Task to carry out ::
Start the output with the opening line of the listing below and continue, reproducing each line exactly, up to and including the line that contains "never offers branch-specific".

------------------------

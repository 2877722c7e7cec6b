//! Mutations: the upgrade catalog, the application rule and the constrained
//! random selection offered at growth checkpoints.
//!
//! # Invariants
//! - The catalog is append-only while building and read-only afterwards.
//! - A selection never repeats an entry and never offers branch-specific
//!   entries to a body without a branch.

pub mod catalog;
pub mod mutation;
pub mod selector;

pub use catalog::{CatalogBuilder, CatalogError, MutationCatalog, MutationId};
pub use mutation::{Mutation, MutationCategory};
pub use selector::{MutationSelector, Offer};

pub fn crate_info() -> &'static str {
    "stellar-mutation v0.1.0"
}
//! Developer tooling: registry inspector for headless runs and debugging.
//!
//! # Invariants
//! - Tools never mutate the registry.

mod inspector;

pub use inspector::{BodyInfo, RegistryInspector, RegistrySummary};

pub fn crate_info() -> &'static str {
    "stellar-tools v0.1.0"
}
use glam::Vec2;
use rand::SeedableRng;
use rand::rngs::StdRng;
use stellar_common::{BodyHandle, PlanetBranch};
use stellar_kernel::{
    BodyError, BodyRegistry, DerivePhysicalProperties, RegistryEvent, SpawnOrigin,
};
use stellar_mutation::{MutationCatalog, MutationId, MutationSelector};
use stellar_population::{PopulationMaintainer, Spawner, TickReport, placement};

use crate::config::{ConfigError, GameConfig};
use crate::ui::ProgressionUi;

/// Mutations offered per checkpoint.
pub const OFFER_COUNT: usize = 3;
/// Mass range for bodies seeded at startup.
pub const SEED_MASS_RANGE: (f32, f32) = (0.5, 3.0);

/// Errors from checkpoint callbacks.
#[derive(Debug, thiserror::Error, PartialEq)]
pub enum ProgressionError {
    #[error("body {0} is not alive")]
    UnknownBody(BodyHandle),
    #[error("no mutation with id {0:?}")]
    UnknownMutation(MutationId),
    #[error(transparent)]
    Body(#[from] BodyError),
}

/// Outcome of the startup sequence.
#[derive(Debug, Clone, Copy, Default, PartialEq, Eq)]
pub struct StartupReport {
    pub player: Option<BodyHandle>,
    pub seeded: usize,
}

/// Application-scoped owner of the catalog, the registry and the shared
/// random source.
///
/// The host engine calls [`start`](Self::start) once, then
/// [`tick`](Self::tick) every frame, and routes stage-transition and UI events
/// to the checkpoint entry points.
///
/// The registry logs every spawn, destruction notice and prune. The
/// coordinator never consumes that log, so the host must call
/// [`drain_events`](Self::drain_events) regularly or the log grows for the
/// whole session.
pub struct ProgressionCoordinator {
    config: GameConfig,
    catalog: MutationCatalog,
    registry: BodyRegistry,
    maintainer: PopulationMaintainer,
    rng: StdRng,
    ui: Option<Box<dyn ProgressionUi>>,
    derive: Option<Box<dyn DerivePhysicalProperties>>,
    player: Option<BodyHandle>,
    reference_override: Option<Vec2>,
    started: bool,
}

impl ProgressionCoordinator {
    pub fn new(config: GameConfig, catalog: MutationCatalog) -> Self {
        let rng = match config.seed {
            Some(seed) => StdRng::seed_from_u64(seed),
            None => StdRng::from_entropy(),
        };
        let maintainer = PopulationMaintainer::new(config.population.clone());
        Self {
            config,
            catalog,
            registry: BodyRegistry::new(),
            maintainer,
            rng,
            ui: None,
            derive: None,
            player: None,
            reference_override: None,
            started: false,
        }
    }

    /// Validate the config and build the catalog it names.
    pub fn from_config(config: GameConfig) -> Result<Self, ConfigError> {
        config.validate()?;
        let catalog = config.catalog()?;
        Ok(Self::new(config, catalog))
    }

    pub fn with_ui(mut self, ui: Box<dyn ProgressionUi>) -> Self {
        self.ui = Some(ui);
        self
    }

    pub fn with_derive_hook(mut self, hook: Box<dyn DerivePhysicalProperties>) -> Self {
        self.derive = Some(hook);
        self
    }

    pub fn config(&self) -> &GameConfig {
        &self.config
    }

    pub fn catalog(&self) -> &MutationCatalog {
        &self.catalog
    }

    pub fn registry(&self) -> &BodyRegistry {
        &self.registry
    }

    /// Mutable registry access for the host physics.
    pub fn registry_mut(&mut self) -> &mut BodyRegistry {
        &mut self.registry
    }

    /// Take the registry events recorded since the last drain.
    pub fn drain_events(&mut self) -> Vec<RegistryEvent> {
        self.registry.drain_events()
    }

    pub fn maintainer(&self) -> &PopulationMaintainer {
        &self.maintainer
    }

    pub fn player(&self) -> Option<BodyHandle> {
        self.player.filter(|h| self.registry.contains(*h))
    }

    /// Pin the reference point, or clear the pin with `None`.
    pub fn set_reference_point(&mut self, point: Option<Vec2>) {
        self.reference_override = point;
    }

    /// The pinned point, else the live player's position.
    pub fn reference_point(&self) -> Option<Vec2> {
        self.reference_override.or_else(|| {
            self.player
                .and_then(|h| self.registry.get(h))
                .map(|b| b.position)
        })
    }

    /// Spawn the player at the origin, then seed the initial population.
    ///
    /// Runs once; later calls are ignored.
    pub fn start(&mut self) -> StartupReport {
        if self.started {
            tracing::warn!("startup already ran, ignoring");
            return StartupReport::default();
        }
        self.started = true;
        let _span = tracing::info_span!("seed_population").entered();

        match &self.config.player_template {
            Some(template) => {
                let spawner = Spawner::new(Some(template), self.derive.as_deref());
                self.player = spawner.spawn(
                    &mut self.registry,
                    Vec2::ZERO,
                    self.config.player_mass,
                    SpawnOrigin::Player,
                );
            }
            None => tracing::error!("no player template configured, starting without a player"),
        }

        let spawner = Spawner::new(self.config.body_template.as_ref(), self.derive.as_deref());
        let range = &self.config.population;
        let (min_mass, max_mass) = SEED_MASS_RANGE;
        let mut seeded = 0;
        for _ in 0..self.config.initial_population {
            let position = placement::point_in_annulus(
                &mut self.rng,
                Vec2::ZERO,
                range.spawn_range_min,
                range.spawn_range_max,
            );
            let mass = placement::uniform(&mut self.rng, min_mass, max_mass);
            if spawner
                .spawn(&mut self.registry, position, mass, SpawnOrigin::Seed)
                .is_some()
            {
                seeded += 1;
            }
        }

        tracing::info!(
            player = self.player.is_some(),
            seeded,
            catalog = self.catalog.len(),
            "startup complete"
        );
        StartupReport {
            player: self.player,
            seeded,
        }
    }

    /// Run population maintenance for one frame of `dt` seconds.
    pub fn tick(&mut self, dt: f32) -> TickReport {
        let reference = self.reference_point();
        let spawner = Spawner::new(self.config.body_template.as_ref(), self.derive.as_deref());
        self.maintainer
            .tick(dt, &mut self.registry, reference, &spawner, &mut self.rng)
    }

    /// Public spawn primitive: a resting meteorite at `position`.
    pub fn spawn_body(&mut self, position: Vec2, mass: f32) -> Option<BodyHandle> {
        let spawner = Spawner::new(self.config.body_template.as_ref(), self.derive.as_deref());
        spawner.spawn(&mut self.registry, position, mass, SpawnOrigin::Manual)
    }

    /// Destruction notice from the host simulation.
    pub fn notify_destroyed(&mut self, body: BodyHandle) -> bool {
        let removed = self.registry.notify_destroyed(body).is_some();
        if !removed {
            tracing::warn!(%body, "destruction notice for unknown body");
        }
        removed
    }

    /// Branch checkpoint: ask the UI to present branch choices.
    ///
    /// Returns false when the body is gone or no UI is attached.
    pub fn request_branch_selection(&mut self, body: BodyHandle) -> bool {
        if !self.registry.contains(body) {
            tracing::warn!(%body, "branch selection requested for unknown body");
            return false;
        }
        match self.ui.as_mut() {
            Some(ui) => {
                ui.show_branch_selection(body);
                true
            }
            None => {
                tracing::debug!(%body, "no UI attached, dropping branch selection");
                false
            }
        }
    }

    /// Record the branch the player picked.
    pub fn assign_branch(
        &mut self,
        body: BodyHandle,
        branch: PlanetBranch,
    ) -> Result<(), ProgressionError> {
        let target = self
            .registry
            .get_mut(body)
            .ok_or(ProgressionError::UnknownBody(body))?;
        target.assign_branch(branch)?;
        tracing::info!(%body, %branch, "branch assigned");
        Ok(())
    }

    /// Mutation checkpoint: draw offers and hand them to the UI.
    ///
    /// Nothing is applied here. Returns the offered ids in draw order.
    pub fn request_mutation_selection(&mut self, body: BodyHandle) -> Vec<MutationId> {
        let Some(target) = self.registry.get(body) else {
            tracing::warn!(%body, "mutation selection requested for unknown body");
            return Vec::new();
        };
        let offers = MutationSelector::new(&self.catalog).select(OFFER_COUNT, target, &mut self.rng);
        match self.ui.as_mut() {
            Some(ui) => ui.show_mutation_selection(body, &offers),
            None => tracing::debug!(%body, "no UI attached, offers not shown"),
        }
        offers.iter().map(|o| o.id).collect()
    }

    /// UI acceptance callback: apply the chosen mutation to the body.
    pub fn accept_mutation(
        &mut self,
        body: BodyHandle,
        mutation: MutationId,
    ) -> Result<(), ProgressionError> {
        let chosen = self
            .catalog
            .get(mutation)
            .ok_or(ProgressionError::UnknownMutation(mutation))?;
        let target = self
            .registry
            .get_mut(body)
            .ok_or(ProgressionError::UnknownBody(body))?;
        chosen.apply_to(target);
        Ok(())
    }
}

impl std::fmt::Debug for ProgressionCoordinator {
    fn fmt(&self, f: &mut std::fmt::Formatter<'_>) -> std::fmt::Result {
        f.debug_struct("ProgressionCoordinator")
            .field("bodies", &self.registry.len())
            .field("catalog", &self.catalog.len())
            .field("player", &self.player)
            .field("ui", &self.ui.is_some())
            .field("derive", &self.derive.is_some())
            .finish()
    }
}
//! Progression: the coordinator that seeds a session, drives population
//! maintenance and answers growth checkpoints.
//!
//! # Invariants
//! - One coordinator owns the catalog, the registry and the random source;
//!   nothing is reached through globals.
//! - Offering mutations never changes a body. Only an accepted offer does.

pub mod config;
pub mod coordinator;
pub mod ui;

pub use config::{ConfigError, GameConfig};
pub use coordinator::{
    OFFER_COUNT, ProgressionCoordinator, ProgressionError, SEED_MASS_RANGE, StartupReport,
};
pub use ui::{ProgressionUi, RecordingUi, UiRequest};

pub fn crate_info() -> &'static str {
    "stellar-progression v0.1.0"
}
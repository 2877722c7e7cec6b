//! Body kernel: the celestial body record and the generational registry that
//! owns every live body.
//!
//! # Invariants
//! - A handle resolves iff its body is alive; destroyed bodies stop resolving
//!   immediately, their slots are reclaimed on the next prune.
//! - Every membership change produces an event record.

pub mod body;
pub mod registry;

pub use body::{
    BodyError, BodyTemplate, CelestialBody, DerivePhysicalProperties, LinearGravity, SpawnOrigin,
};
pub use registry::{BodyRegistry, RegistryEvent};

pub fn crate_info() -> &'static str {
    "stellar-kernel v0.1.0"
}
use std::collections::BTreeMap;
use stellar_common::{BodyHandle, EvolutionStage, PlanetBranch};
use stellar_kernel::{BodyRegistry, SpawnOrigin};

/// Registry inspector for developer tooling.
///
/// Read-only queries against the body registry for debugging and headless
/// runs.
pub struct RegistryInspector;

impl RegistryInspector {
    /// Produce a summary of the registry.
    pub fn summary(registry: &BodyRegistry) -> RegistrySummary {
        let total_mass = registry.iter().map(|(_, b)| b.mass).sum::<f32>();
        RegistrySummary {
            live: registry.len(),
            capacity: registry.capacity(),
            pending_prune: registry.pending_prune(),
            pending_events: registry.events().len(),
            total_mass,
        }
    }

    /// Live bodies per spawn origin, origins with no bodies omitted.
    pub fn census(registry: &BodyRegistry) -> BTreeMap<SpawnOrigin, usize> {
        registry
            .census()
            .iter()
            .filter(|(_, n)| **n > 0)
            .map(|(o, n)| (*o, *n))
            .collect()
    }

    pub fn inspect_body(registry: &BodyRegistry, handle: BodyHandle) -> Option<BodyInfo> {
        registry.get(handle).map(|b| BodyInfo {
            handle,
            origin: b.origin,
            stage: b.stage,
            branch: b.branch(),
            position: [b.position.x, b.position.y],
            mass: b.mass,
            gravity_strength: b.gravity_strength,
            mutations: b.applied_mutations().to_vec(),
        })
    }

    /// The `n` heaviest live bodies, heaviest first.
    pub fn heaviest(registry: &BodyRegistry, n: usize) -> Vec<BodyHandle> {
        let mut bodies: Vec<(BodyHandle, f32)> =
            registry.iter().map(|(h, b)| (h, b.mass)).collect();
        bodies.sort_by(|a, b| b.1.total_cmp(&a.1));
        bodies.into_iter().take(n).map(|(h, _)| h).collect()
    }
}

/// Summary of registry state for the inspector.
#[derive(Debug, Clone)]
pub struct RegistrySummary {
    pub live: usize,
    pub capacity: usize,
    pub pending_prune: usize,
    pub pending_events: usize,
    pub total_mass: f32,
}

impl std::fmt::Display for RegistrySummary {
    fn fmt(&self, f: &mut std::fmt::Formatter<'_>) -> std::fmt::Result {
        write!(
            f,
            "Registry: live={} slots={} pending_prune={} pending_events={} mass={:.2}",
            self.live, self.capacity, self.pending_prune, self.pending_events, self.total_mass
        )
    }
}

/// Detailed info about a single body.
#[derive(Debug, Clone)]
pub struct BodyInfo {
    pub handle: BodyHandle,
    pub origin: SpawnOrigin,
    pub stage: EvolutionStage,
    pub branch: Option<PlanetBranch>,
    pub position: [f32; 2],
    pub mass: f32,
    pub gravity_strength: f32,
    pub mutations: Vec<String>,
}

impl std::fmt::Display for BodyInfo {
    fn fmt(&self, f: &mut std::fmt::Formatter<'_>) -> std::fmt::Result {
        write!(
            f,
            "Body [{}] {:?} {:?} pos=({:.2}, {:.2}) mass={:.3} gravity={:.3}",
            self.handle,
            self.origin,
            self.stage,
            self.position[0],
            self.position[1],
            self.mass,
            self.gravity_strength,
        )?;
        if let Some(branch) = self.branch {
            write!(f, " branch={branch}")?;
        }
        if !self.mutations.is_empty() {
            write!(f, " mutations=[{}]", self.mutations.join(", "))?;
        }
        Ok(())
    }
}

------------------------

Response to the task ::
repository 2877722c7e7cec6b
//! Mutations: the upgrade catalog, the application rule and the constrained
//! random selection offered at growth checkpoints.
//!
//! # Invariants
//! - The catalog is append-only while building and read-only afterwards.
//! - A selection never repeats an entry and never offers branch-specific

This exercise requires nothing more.